A directora do Programa da China, do Centro Stimson, afasta a teoria da retaliação. “Não creio que seja o principal objectivo. Afinal, os EUA proibiram os telemóveis Huawei há vários anos, muito antes da restrição imposta ao iPhone”, diz Yun Sun. “Parece haver uma preocupação genuína com a cibersegurança”, pondera. “As aplicações chinesas são famosas por utilizarem backdoors [atalhos para aceder a serviços encriptados] para recolher informações e partilhá-las com as empresas-mãe. Os chineses esperam que os EUA façam o mesmo com a China.”

Há anos que a China exige que várias empresas de Internet, particularmente as estrangeiras, armazenem os dados que recolhem no país, como parte de uma estratégia antiespionagem que foi alargada em Abril deste ano. Em Julho, a Rússia também proibiu o uso de dispositivos Apple no Governo por receio de espionagem dos Estados Unidos.

Crise de globalização

As acusações recíprocas de espionagem entre Washington e Pequim têm enfraquecido os laços económicos e políticos entre os dois países. Com isto, surge a tese de que as tensões entre os dois países são provas do fim da globalização, de um mundo com mais muros.

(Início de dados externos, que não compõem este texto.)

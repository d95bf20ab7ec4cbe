//! HTML Meta Tag Extraction
//!
//! Extracts metadata from standard HTML meta tags, Open Graph tags, Twitter
//! cards and Dublin Core, and normalizes dates and language codes.

use chrono::{DateTime, NaiveDate, NaiveDateTime, SecondsFormat, Utc};
use dom_query::{Document, Selection};

use super::PageMetadata;
use crate::dom;

/// Examine HTML meta tags for metadata.
///
/// Only fields still absent in `original` are filled, so callers control
/// precedence by the order in which sources are examined.
#[must_use]
pub fn examine_meta(doc: &Document, original: PageMetadata) -> PageMetadata {
    let mut result = original;

    for node in doc.select("meta").nodes() {
        let meta = Selection::from(*node);

        let name = dom::non_empty_attribute(&meta, "name")
            .or_else(|| dom::non_empty_attribute(&meta, "property"))
            .or_else(|| dom::non_empty_attribute(&meta, "itemprop"))
            .or_else(|| dom::non_empty_attribute(&meta, "http-equiv"))
            .unwrap_or_default()
            .to_lowercase();

        let Some(content) = dom::non_empty_attribute(&meta, "content") else {
            continue;
        };
        if name.is_empty() {
            continue;
        }

        match name.as_str() {
            "author" | "article:author" | "dc.creator" | "dcterms.creator" | "byl"
            | "sailthru.author" | "parsely-author" => {
                if result.author.is_none() && validate_metadata_name(&content) {
                    result.author = Some(content);
                }
            }

            "og:title" | "twitter:title" | "dc.title" | "dcterms.title" | "sailthru.title"
            | "parsely-title" | "title" | "headline" => {
                if result.title.is_none() {
                    result.title = Some(dom::clean_text(&content));
                }
            }

            "description" | "og:description" | "twitter:description" | "dc.description"
            | "dcterms.description" => {
                if result.description.is_none() {
                    result.description = Some(dom::clean_text(&content));
                }
            }

            "article:published_time" | "og:article:published_time" | "article:published"
            | "article.published" | "article:created" | "dc.date" | "dc.date.issued"
            | "dcterms.date" | "dcterms.created" | "datepublished" | "sailthru.date"
            | "parsely-pub-date" | "pubdate" | "publish_date" | "publishdate" | "date" => {
                if result.date.is_none() {
                    result.date = Some(normalize_date(&content));
                }
            }

            "og:locale" | "language" | "dc.language" | "dcterms.language" | "content-language"
            | "inlanguage" => {
                if result.language.is_none() {
                    result.language = normalize_language(&content);
                }
            }

            _ => {}
        }
    }

    result
}

/// Validate that a metadata name looks like a real author name.
///
/// Filters out:
/// - Empty or very short names
/// - Names that look like URLs or e-mail addresses
/// - Names with too many digits or special characters
/// - Names that look like JSON
#[must_use]
pub fn validate_metadata_name(name: &str) -> bool {
    let name = name.trim();

    if name.chars().count() < 2 || name.len() > 120 {
        return false;
    }

    // A long single token is an identifier, not a name.
    if name.len() > 20 && !name.contains(' ') {
        return false;
    }

    if name.starts_with("http://") || name.starts_with("https://") || name.starts_with("www.") {
        return false;
    }

    if name.contains('@') && name.contains('.') {
        return false;
    }

    if name.starts_with('{') || name.starts_with('[') {
        return false;
    }

    let digit_count = name.chars().filter(char::is_ascii_digit).count();
    if digit_count > 3 {
        return false;
    }

    let special_count = name
        .chars()
        .filter(|c| {
            !c.is_alphanumeric() && !c.is_whitespace() && !matches!(c, '-' | '\'' | '.' | ',')
        })
        .count();

    special_count <= 2
}

/// Normalize a date string to ISO-8601.
///
/// - RFC 3339 timestamps become UTC `YYYY-MM-DDTHH:MM:SSZ`
/// - Zone-less timestamps become `YYYY-MM-DDTHH:MM:SS`
/// - Dates without time become `YYYY-MM-DD`
///
/// Anything unparseable is returned trimmed but otherwise unchanged.
#[must_use]
pub fn normalize_date(date_str: &str) -> String {
    let date_str = date_str.trim();
    parse_date(date_str).unwrap_or_else(|| date_str.to_string())
}

fn parse_date(date_str: &str) -> Option<String> {
    if let Ok(dt) = DateTime::parse_from_rfc3339(date_str) {
        return Some(dt.with_timezone(&Utc).to_rfc3339_opts(SecondsFormat::Secs, true));
    }

    // Offsets without a colon: 2024-03-15T10:30:00.000000+0000
    if let Ok(dt) = DateTime::parse_from_str(date_str, "%Y-%m-%dT%H:%M:%S%.f%z") {
        return Some(dt.with_timezone(&Utc).to_rfc3339_opts(SecondsFormat::Secs, true));
    }

    // Old Reddit tooltip form: "Mon Mar 4 12:00:00 2024 UTC"
    if let Some(naive) = date_str.strip_suffix(" UTC") {
        if let Ok(dt) = NaiveDateTime::parse_from_str(naive, "%a %b %e %H:%M:%S %Y") {
            return Some(dt.and_utc().to_rfc3339_opts(SecondsFormat::Secs, true));
        }
    }

    for fmt in ["%Y-%m-%dT%H:%M:%S%.f", "%Y-%m-%dT%H:%M:%S", "%Y-%m-%d %H:%M:%S"] {
        if let Ok(dt) = NaiveDateTime::parse_from_str(date_str, fmt) {
            return Some(dt.format("%Y-%m-%dT%H:%M:%S").to_string());
        }
    }

    let formats = [
        "%Y-%m-%d",
        "%Y/%m/%d",
        "%B %d, %Y", // January 15, 2024
        "%b %d, %Y", // Jan 15, 2024
        "%d %B %Y",  // 15 January 2024
        "%d %b %Y",  // 15 Jan 2024
    ];
    formats.iter().find_map(|fmt| {
        NaiveDate::parse_from_str(date_str, fmt)
            .ok()
            .map(|date| date.format("%Y-%m-%d").to_string())
    })
}

/// Reduce a language tag (`en-US`, `de_DE`, `FR`) to its ISO 639-1 code.
///
/// Returns `None` unless the primary subtag is two ASCII letters.
#[must_use]
pub fn normalize_language(tag: &str) -> Option<String> {
    let primary = tag.trim().split(['-', '_']).next()?.trim();
    if primary.len() == 2 && primary.chars().all(|c| c.is_ascii_alphabetic()) {
        Some(primary.to_ascii_lowercase())
    } else {
        None
    }
}

#[cfg(test)]
mod tests {
    use super::*;

    #[test]
    fn test_standard_meta_tags() {
        let html = r#"<!DOCTYPE html>
        <html>
        <head>
            <meta name="author" content="John Smith">
            <meta name="description" content="A test   article.">
        </head>
        <body></body>
        </html>"#;

        let doc = Document::from(html);
        let metadata = examine_meta(&doc, PageMetadata::default());

        assert_eq!(metadata.author, Some("John Smith".to_string()));
        assert_eq!(metadata.description, Some("A test article.".to_string()));
    }

    #[test]
    fn test_open_graph_and_twitter() {
        let html = r#"<head>
            <meta property="og:title" content="OG Title">
            <meta name="twitter:title" content="Twitter Title">
            <meta property="og:locale" content="en_GB">
            <meta property="article:published_time" content="2024-03-15T10:30:00+02:00">
        </head>"#;

        let doc = Document::from(html);
        let metadata = examine_meta(&doc, PageMetadata::default());

        assert_eq!(metadata.title, Some("OG Title".to_string()));
        assert_eq!(metadata.language, Some("en".to_string()));
        assert_eq!(metadata.date, Some("2024-03-15T08:30:00Z".to_string()));
    }

    #[test]
    fn test_dublin_core() {
        let html = r#"<head>
            <meta name="DC.creator" content="Jane Doe">
            <meta name="DC.title" content="DC Title">
            <meta name="DC.date" content="2024-03-15">
        </head>"#;

        let doc = Document::from(html);
        let metadata = examine_meta(&doc, PageMetadata::default());

        assert_eq!(metadata.author, Some("Jane Doe".to_string()));
        assert_eq!(metadata.title, Some("DC Title".to_string()));
        assert_eq!(metadata.date, Some("2024-03-15".to_string()));
    }

    #[test]
    fn test_preserves_existing_metadata() {
        let doc = Document::from(r#"<meta name="author" content="New Author">"#);
        let original = PageMetadata {
            author: Some("Original Author".to_string()),
            ..PageMetadata::default()
        };

        let metadata = examine_meta(&doc, original);
        assert_eq!(metadata.author, Some("Original Author".to_string()));
    }

    #[test]
    fn test_validate_metadata_name() {
        assert!(validate_metadata_name("John Smith"));
        assert!(validate_metadata_name("Jean-Pierre"));
        assert!(validate_metadata_name("O'Connor"));
        assert!(validate_metadata_name("Dr. Smith"));

        assert!(!validate_metadata_name(""));
        assert!(!validate_metadata_name("x"));
        assert!(!validate_metadata_name("https://example.com"));
        assert!(!validate_metadata_name("user@example.com"));
        assert!(!validate_metadata_name("{\"name\": \"test\"}"));
        assert!(!validate_metadata_name("1234567890"));
    }

    #[test]
    fn test_normalize_date_formats() {
        assert_eq!(normalize_date("2024-03-15T10:30:00Z"), "2024-03-15T10:30:00Z");
        assert_eq!(normalize_date("2024-03-15T10:30:00+0100"), "2024-03-15T09:30:00Z");
        assert_eq!(normalize_date("2024-03-04T12:00:00.000000+0000"), "2024-03-04T12:00:00Z");
        assert_eq!(normalize_date("2024-03-15T10:30:00"), "2024-03-15T10:30:00");
        assert_eq!(normalize_date(" 2024/03/15 "), "2024-03-15");
        assert_eq!(normalize_date("January 5, 2024"), "2024-01-05");
        assert_eq!(normalize_date("Mon Mar 4 12:00:00 2024 UTC"), "2024-03-04T12:00:00Z");
        assert_eq!(normalize_date("3 hours ago"), "3 hours ago");
    }

    #[test]
    fn test_normalize_language() {
        assert_eq!(normalize_language("en-US"), Some("en".to_string()));
        assert_eq!(normalize_language("DE_de"), Some("de".to_string()));
        assert_eq!(normalize_language("fr"), Some("fr".to_string()));
        assert_eq!(normalize_language("english"), None);
        assert_eq!(normalize_language(""), None);
    }
}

“As restrições impostas tanto pela China quanto pelos EUA podem levar a mercados mais isolados”, confirma Carla Fernandes. “Se adicionarmos outros factores que foram trazidos pela pandemia e, posteriormente, pela guerra na Ucrânia, nomeadamente os efeitos nefastos nas economias pela interrupção da dependência de cadeias de abastecimento globais, podemos falar de uma crise emergente na globalização”, alerta a especialista. “Cada vez mais as empresas e governos reavaliam os riscos associados à sua integração global.”

Yun Sun pensa que a questão é menos preto no branco: É inevitável algum nível de afastamento em certos sectores relacionados com a segurança nacional, mas a dissociação noutros sectores que estão intimamente ligados através do comércio é muito mais difícil ou improvável.

Na sequência da notícia do WSJ, as acções da Apple caíram 3,6% na quarta-feira; foram as que tiveram pior desempenho no índice industrial Dow Jones.


Editado: título alterado após o Ministério de Assuntos Estrangeiros da China dizer que não foi emitida uma proibição oficial. Pequim diz que os aparelhos da Apple estiveram envolvidos em vários "incidentes de cibersegurança" e o governo "atribui grande importância à informação e à cibersegurança".